WHAT IS BEING ASKED:
Give every line from the entries that contains "filter".

MATERIAL PROVIDED:
————————
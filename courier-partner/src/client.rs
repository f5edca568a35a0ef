use std::sync::Arc;
use std::time::Duration;

use courier_core::serviceability::{DeliveryOption, ServiceabilityQuery};
use courier_core::PartnerApiError;
use courier_shared::Masked;
use reqwest::{RequestBuilder, Response, Url};
use serde::de::DeserializeOwned;
use tracing::{debug, error, info, warn};

use crate::dto::{
    AssignAwbRequest, AssignAwbResponse, AuthRequest, AuthResponse, CancelOrderRequest, CourierCompany,
    CreateOrderRequest, CreateOrderResponse, ServiceabilityResponse, TrackingResponse,
};
use crate::token::{AuthToken, TokenCache};
use crate::SHIPROCKET;

const DEFAULT_CURRENCY: &str = "INR";

/// Connection settings for the Shiprocket API.
#[derive(Debug, Clone)]
pub struct ShiprocketSettings {
    /// e.g. `https://apiv2.shiprocket.in/v1/external`
    pub base_url: String,
    pub email: String,
    pub password: Masked<String>,
    pub token_ttl: chrono::Duration,
    pub refresh_margin: chrono::Duration,
    pub connect_timeout: Duration,
    pub read_timeout: Duration,
    /// Whole-request deadline; also bounds the time spent writing the body.
    pub request_timeout: Duration,
    pub user_agent: String,
}

impl Default for ShiprocketSettings {
    fn default() -> Self {
        Self {
            base_url: "https://apiv2.shiprocket.in/v1/external".to_string(),
            email: String::new(),
            password: Masked::default(),
            token_ttl: chrono::Duration::minutes(60),
            refresh_margin: chrono::Duration::minutes(5),
            connect_timeout: Duration::from_secs(5),
            read_timeout: Duration::from_secs(10),
            request_timeout: Duration::from_secs(15),
            user_agent: concat!("courier-api/", env!("CARGO_PKG_VERSION")).to_string(),
        }
    }
}

/// Authenticated HTTP client for Shiprocket.
///
/// Every call goes through the shared [`TokenCache`]. A 401 from any
/// endpoint clears the cached token so the next call logs in again.
pub struct ShiprocketClient {
    http: reqwest::Client,
    settings: ShiprocketSettings,
    tokens: Arc<TokenCache>,
}

impl ShiprocketClient {
    pub fn new(settings: ShiprocketSettings) -> Result<Self, PartnerApiError> {
        let http = reqwest::Client::builder()
            .connect_timeout(settings.connect_timeout)
            .read_timeout(settings.read_timeout)
            .timeout(settings.request_timeout)
            .user_agent(settings.user_agent.clone())
            .build()
            .map_err(|e| PartnerApiError::transport(SHIPROCKET, format!("Failed to build HTTP client: {}", e)))?;

        let tokens = Arc::new(TokenCache::new(settings.token_ttl, settings.refresh_margin));

        Ok(Self { http, settings, tokens })
    }

    pub fn token_cache(&self) -> Arc<TokenCache> {
        Arc::clone(&self.tokens)
    }

    fn url(&self, path: &str) -> String {
        format!("{}/{}", self.settings.base_url.trim_end_matches('/'), path)
    }

    /// `path` plus one percent-encoded trailing segment.
    fn url_with_segment(&self, path: &str, segment: &str) -> Result<Url, PartnerApiError> {
        if matches!(segment, "" | "." | "..") {
            return Err(PartnerApiError::transport(SHIPROCKET, format!("Invalid path segment {:?}", segment)));
        }

        let mut url = Url::parse(&self.url(path))
            .map_err(|e| PartnerApiError::transport(SHIPROCKET, format!("Invalid base URL: {}", e)))?;
        url.path_segments_mut()
            .map_err(|_| PartnerApiError::transport(SHIPROCKET, "Invalid base URL"))?
            .push(segment);
        Ok(url)
    }

    /// Cached token, logging in first when absent or inside the refresh margin.
    pub async fn auth_token(&self) -> Result<Arc<AuthToken>, PartnerApiError> {
        self.tokens.get_or_refresh(|| self.login()).await
    }

    async fn login(&self) -> Result<String, PartnerApiError> {
        info!(email = %self.settings.email, "Authenticating with Shiprocket");
        let body = AuthRequest {
            email: &self.settings.email,
            password: self.settings.password.expose(),
        };

        let response = self
            .http
            .post(self.url("auth/login"))
            .json(&body)
            .send()
            .await
            .map_err(|e| transport_error("auth/login", e))?;
        let response = self.check_status("auth/login", response, None).await?;
        let status = response.status().as_u16();

        let auth: AuthResponse = response
            .json()
            .await
            .map_err(|e| PartnerApiError::new(SHIPROCKET, status, format!("Unreadable auth response: {}", e)))?;

        match auth.token.filter(|t| !t.trim().is_empty()) {
            Some(token) => Ok(token),
            None => {
                error!("Shiprocket authentication returned an empty token");
                Err(PartnerApiError::new(SHIPROCKET, status, "Received empty token from Shiprocket"))
            }
        }
    }

    pub async fn create_order(&self, request: &CreateOrderRequest) -> Result<CreateOrderResponse, PartnerApiError> {
        info!(order_id = %request.order_id, "Creating Shiprocket order");
        let url = self.url("orders/create/adhoc");
        let response: CreateOrderResponse = self
            .send_authorized("orders/create/adhoc", |token| {
                self.http.post(url.as_str()).bearer_auth(token).json(request)
            })
            .await?;
        info!(
            order_id = %request.order_id,
            shipment_id = ?response.shipment_id,
            awb = ?response.awb(),
            "Shiprocket order created"
        );
        Ok(response)
    }

    pub async fn assign_awb(&self, shipment_id: i64) -> Result<AssignAwbResponse, PartnerApiError> {
        info!(shipment_id, "Requesting AWB assignment");
        let url = self.url("courier/assign/awb");
        let body = AssignAwbRequest {
            shipment_id,
            courier_id: None,
        };
        self.send_authorized("courier/assign/awb", |token| {
            self.http.post(url.as_str()).bearer_auth(token).json(&body)
        })
        .await
    }

    pub async fn cancel_order(&self, awb: &str) -> Result<(), PartnerApiError> {
        info!(awb = %awb, "Cancelling Shiprocket shipment");
        let url = self.url("orders/cancel");
        let body = CancelOrderRequest { awb_codes: vec![awb] };
        self.execute("orders/cancel", |token| {
            self.http.post(url.as_str()).bearer_auth(token).json(&body)
        })
        .await?;
        Ok(())
    }

    /// Raw Shiprocket status for an AWB. `None` when the partner reports none.
    pub async fn track_order(&self, awb: &str) -> Result<Option<String>, PartnerApiError> {
        debug!(awb = %awb, "Tracking Shiprocket shipment");
        let url = self.url_with_segment("courier/track", awb)?;
        let response: TrackingResponse = self
            .send_authorized("courier/track", |token| self.http.get(url).bearer_auth(token))
            .await?;
        Ok(response.shipment_status().map(str::to_string))
    }

    /// Available couriers for a route. Never fails: any partner error is
    /// logged and yields an empty list.
    pub async fn check_serviceability(&self, query: &ServiceabilityQuery) -> Vec<DeliveryOption> {
        let url = self.url("courier/serviceability");
        let result: Result<ServiceabilityResponse, PartnerApiError> = self
            .send_authorized("courier/serviceability", |token| {
                self.http.get(url.as_str()).bearer_auth(token).query(query)
            })
            .await;

        match result {
            Ok(response) => response
                .data
                .map(|d| d.available_courier_companies)
                .unwrap_or_default()
                .iter()
                .map(to_delivery_option)
                .collect(),
            Err(e) => {
                warn!(error = %e, "Serviceability check failed, returning no options");
                Vec::new()
            }
        }
    }

    async fn send_authorized<T, F>(&self, operation: &'static str, build: F) -> Result<T, PartnerApiError>
    where
        T: DeserializeOwned,
        F: FnOnce(&str) -> RequestBuilder,
    {
        let response = self.execute(operation, build).await?;
        let status = response.status().as_u16();

        response
            .json::<T>()
            .await
            .map_err(|e| PartnerApiError::new(SHIPROCKET, status, format!("Unreadable {} response: {}", operation, e)))
    }

    /// Attach the bearer token, send, and reject non-2xx responses.
    async fn execute<F>(&self, operation: &'static str, build: F) -> Result<Response, PartnerApiError>
    where
        F: FnOnce(&str) -> RequestBuilder,
    {
        let token = self.auth_token().await?;
        debug!(operation, "Sending Shiprocket request");

        let response = build(token.value())
            .send()
            .await
            .map_err(|e| transport_error(operation, e))?;
        self.check_status(operation, response, Some(&token)).await
    }

    async fn check_status(
        &self,
        operation: &'static str,
        response: Response,
        token: Option<&AuthToken>,
    ) -> Result<Response, PartnerApiError> {
        let status = response.status();
        if status.is_success() {
            return Ok(response);
        }

        let body = response.text().await.unwrap_or_default();
        let message = error_message(&body);

        if status == reqwest::StatusCode::UNAUTHORIZED {
            if let Some(token) = token {
                self.tokens.invalidate(token).await;
            }
        }

        error!(operation, status = status.as_u16(), message = %message, "Shiprocket request failed");
        Err(PartnerApiError::new(SHIPROCKET, status.as_u16(), message))
    }
}

fn transport_error(operation: &str, err: reqwest::Error) -> PartnerApiError {
    let kind = if err.is_timeout() { "timed out" } else { "failed" };
    error!(operation, error = %err, "Shiprocket request {}", kind);
    PartnerApiError::transport(SHIPROCKET, format!("{} {}: {}", operation, kind, err))
}

/// Prefer a textual `message`, then a structured `errors` object, then the raw body.
pub fn error_message(body: &str) -> String {
    if body.trim().is_empty() {
        return "No error body provided by partner".to_string();
    }

    if let Ok(json) = serde_json::from_str::<serde_json::Value>(body) {
        if let Some(message) = json.get("message").and_then(|m| m.as_str()) {
            return message.to_string();
        }
        if let Some(errors) = json.get("errors").filter(|e| e.is_object()) {
            return errors.to_string();
        }
    }

    body.to_string()
}

/// Leading integer of an ETD string: `"3"` -> 3, `"2-3"` -> 2.
pub fn parse_etd_days(etd: &str) -> Option<u32> {
    let digits: String = etd.trim().chars().take_while(|c| c.is_ascii_digit()).collect();
    digits.parse().ok()
}

fn to_delivery_option(courier: &CourierCompany) -> DeliveryOption {
    let courier_id = courier
        .courier_company_id
        .or(courier.id)
        .map(|id| id.to_string())
        .unwrap_or_else(|| "UNKNOWN".to_string());

    let etd_raw = courier
        .estimated_delivery_days
        .clone()
        .or_else(|| courier.etd.clone())
        .filter(|s| !s.trim().is_empty());
    let days = etd_raw.as_deref().and_then(parse_etd_days);

    let service_type = match days {
        Some(n) => format!("{} days delivery", n),
        None => "Standard Delivery".to_string(),
    };
    let description = courier
        .description
        .clone()
        .filter(|d| !d.trim().is_empty())
        .unwrap_or_else(|| match days {
            Some(n) => format!("Estimated {} days delivery", n),
            None => "Standard Delivery Service".to_string(),
        });

    DeliveryOption {
        courier_id,
        carrier_name: courier.courier_name.clone().unwrap_or_else(|| "Unknown Carrier".to_string()),
        service_type,
        description,
        cost: courier.rate.unwrap_or(0.0),
        currency: DEFAULT_CURRENCY.to_string(),
        estimated_delivery_days: days,
        etd_raw,
        min_weight: courier.min_weight.unwrap_or(0.0),
        max_weight: courier.max_weight.unwrap_or(0.0),
    }
}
————————
ANSWER TO THE EXERCISE:
        match auth.token.filter(|t| !t.trim().is_empty()) {
        if let Some(errors) = json.get("errors").filter(|e| e.is_object()) {
        .filter(|s| !s.trim().is_empty());
        .filter(|d| !d.trim().is_empty())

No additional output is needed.